■ **INSTRUCTIONS FOR THE TASK**
Scan the records that follow, and whenever a line has the word "readable", copy it.
---------- INPUT FOR THIS TASK
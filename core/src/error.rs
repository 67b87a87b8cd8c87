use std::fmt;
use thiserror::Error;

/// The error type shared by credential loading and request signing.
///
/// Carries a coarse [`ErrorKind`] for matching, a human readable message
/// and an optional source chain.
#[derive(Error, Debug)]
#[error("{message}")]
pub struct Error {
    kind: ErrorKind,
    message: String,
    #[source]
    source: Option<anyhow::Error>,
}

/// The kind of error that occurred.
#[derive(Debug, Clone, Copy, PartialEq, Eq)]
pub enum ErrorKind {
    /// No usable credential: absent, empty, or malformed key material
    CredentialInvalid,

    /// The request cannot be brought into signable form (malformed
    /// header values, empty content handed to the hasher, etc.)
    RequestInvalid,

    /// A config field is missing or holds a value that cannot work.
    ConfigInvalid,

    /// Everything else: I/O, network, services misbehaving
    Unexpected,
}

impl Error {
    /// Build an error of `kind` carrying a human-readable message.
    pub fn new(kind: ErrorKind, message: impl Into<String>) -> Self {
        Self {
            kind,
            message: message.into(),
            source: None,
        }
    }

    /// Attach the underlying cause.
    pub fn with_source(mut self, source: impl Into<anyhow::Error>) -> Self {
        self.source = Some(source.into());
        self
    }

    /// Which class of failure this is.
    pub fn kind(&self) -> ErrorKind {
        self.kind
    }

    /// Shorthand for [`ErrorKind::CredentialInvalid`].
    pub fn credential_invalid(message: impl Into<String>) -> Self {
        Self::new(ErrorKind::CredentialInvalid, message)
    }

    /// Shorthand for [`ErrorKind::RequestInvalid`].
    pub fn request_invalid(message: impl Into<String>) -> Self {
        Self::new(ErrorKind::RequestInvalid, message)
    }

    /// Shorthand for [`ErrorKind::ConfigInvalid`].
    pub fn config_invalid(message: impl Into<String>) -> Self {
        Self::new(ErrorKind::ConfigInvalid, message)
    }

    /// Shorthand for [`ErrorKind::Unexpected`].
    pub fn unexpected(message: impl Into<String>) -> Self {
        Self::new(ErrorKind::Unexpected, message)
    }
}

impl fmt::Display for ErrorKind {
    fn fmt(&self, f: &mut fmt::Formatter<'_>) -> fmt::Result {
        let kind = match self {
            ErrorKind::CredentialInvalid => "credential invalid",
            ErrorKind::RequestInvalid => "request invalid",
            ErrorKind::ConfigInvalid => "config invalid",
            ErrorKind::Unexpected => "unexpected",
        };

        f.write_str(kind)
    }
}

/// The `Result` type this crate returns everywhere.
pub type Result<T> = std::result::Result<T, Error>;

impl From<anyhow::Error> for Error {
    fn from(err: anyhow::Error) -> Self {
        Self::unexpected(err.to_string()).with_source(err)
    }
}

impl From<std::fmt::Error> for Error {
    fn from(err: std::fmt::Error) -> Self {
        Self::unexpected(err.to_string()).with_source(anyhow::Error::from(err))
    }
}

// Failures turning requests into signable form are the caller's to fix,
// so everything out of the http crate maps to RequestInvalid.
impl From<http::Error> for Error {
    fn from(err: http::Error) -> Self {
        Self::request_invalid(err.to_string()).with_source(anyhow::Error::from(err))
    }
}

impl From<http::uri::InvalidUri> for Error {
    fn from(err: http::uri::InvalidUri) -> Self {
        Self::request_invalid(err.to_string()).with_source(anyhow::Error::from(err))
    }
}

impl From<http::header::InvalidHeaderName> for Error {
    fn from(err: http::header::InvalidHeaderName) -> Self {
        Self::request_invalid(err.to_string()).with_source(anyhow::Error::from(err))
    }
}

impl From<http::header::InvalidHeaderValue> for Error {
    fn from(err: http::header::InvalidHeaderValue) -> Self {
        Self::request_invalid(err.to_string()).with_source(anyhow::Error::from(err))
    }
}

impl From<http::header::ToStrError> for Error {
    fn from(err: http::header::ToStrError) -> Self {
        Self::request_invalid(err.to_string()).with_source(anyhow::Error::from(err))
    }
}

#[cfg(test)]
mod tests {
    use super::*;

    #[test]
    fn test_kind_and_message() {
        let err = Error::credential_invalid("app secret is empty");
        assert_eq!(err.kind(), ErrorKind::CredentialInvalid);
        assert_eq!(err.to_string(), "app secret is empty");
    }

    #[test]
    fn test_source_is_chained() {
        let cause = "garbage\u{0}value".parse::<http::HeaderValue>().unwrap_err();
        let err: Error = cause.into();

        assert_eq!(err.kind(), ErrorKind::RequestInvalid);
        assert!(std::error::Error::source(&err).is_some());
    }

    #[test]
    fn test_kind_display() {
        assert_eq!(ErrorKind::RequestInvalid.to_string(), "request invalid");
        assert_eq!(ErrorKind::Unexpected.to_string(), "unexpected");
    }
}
--------------------
---------- INPUT FOR THIS TASK
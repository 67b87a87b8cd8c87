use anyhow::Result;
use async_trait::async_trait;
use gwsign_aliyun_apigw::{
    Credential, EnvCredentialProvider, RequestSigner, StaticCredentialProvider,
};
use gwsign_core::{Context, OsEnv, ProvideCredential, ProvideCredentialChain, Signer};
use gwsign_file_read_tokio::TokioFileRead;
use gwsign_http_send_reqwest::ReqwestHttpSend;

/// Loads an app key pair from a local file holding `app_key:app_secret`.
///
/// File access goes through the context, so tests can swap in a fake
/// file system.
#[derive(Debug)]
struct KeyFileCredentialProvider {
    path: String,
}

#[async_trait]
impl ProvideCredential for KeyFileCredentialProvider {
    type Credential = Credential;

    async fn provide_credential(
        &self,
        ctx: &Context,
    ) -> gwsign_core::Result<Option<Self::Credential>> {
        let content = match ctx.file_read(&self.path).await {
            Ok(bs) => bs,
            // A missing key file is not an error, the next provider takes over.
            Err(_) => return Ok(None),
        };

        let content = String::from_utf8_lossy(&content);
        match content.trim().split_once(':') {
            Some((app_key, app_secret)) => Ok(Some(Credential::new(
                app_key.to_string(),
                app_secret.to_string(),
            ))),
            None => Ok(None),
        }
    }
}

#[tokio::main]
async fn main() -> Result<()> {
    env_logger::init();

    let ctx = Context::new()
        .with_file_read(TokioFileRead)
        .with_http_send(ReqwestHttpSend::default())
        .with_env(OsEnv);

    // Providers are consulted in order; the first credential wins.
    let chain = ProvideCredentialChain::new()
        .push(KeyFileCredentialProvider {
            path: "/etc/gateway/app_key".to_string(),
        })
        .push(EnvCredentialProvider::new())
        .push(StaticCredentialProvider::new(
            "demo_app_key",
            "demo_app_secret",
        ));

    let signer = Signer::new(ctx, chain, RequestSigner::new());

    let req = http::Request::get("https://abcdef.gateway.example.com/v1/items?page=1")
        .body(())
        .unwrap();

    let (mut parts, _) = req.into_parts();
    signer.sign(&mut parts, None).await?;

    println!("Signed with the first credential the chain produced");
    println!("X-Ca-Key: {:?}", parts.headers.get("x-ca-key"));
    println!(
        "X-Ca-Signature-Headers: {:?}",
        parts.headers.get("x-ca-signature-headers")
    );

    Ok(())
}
--------------------
---------- INPUT FOR THIS TASK
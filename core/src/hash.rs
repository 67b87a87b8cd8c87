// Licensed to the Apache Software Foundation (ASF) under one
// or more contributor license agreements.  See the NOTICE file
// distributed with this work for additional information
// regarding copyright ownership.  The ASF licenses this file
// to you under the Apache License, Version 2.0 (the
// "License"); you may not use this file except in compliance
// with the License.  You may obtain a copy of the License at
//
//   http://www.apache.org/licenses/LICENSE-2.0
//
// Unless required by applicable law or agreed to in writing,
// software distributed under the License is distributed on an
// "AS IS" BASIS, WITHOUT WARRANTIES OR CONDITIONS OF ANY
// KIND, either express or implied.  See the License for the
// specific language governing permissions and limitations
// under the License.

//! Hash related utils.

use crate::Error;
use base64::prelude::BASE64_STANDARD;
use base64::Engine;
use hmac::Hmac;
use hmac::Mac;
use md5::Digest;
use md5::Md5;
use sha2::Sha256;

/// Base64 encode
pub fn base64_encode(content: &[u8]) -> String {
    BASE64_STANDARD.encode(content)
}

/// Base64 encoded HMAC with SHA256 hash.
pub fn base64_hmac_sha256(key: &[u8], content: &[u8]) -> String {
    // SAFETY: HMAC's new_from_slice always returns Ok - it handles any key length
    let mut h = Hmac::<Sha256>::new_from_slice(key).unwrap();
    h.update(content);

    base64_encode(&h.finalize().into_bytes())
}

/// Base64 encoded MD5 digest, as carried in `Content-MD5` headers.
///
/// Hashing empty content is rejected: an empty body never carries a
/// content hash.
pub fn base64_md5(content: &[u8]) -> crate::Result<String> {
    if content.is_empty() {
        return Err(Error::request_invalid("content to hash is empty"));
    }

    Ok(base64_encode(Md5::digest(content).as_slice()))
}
--------------------
■ **YOUR RESPONSE**
/// Carries a coarse [`ErrorKind`] for matching, a human readable message
    /// Build an error of `kind` carrying a human-readable message.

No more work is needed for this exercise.